Exercise data below:

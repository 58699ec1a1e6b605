//! The `RpcTransport` trait: how the gateway reaches a Lotus node.

use async_trait::async_trait;
use serde::de::DeserializeOwned;
use serde_json::Value;

use crate::error::TransportError;
use crate::request::{JsonRpcRequest, JsonRpcResponse};

/// Async JSON-RPC transport.
///
/// Implementations must be `Send + Sync` for use across Tokio tasks. The
/// HTTP client is the production implementation; tests plug in canned
/// responses.
#[async_trait]
pub trait RpcTransport: Send + Sync + 'static {
    /// Send a single JSON-RPC request and return the response.
    async fn send(&self, req: JsonRpcRequest) -> Result<JsonRpcResponse, TransportError>;

    /// The transport's identifier (URL or name).
    fn url(&self) -> &str;

    /// Id for the next request.
    fn next_id(&self) -> u64 {
        1
    }

    /// Call a method and deserialize the result.
    async fn call<T: DeserializeOwned + Send>(
        &self,
        method: &str,
        params: Vec<Value>,
    ) -> Result<T, TransportError> {
        let req = JsonRpcRequest::new(self.next_id(), method, params);
        let resp = self.send(req).await?;
        let result = resp.into_result().map_err(TransportError::Rpc)?;
        serde_json::from_value(result).map_err(TransportError::Deserialization)
    }
}
//! `janus.yaml`: file configuration, overridden by flags and environment.
//!
//! ```yaml
//! node:
//!   endpoint: http://127.0.0.1:1234/rpc/v1
//!   token: eyJhbGciOi...
//!   timeout_secs: 30
//!   retry: { max_retries: 3, initial_backoff_ms: 200 }
//! storage:
//!   url: sqlite:./janus.db
//! indexer:
//!   floor_height: 5200000
//!   confirmation_depth: 20
//!   batch_size: 1000
//!   interval_secs: 10
//! log:
//!   level: info
//!   json: false
//! ```

use anyhow::{Context, Result};
use serde::{Deserialize, Serialize};
use std::path::Path;

use janus_core::IndexerConfig;
use janus_lotus::LotusConfig;

use crate::logging::LogConfig;

/// Config file looked up in the working directory when `--config` is absent.
pub const DEFAULT_CONFIG_FILE: &str = "janus.yaml";

#[derive(Debug, Clone, PartialEq, Serialize, Deserialize)]
#[serde(default)]
pub struct StorageConfig {
    /// `memory`, `sqlite:<path>` or `postgres://…`.
    pub url: String,
}

impl Default for StorageConfig {
    fn default() -> Self {
        Self {
            url: "memory".into(),
        }
    }
}

#[derive(Debug, Clone, Default, PartialEq, Serialize, Deserialize)]
#[serde(default)]
pub struct JanusConfig {
    pub node: LotusConfig,
    pub storage: StorageConfig,
    pub indexer: IndexerConfig,
    pub log: LogConfig,
}

/// Values given on the command line (or their env fallbacks).
#[derive(Debug, Clone, Default)]
pub struct Overrides {
    pub node_endpoint: Option<String>,
    pub node_token: Option<String>,
    pub database_url: Option<String>,
    pub log_level: Option<String>,
    pub log_json: bool,
}

impl JanusConfig {
    pub fn from_yaml(text: &str) -> Result<Self> {
        // An empty file is valid and means "all defaults".
        if text.trim().is_empty() {
            return Ok(Self::default());
        }
        serde_yaml::from_str(text).context("parse config YAML")
    }

    /// Load `path`, or `janus.yaml` if it exists, or defaults.
    pub fn load(path: Option<&Path>) -> Result<Self> {
        let path = match path {
            Some(p) => p,
            None if Path::new(DEFAULT_CONFIG_FILE).exists() => Path::new(DEFAULT_CONFIG_FILE),
            None => return Ok(Self::default()),
        };
        let text = std::fs::read_to_string(path)
            .with_context(|| format!("read config file '{}'", path.display()))?;
        Self::from_yaml(&text).with_context(|| format!("in '{}'", path.display()))
    }

    pub fn apply(&mut self, o: Overrides) {
        if let Some(endpoint) = o.node_endpoint {
            self.node.endpoint = endpoint;
        }
        if let Some(token) = o.node_token {
            self.node.token = Some(token);
        }
        if let Some(url) = o.database_url {
            self.storage.url = url;
        }
        if let Some(level) = o.log_level {
            self.log.level = level;
        }
        if o.log_json {
            self.log.json = true;
        }
    }

    pub fn validate(&self) -> Result<()> {
        self.indexer.validate().context("invalid indexer config")?;
        anyhow::ensure!(!self.node.endpoint.is_empty(), "node endpoint is empty");
        Ok(())
    }
}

End of Exercise data.

*Task requirements*: Given the word "struct", show every line of the records that contains it.

*Your solution*:
pub struct StorageConfig {
pub struct JanusConfig {
pub struct Overrides {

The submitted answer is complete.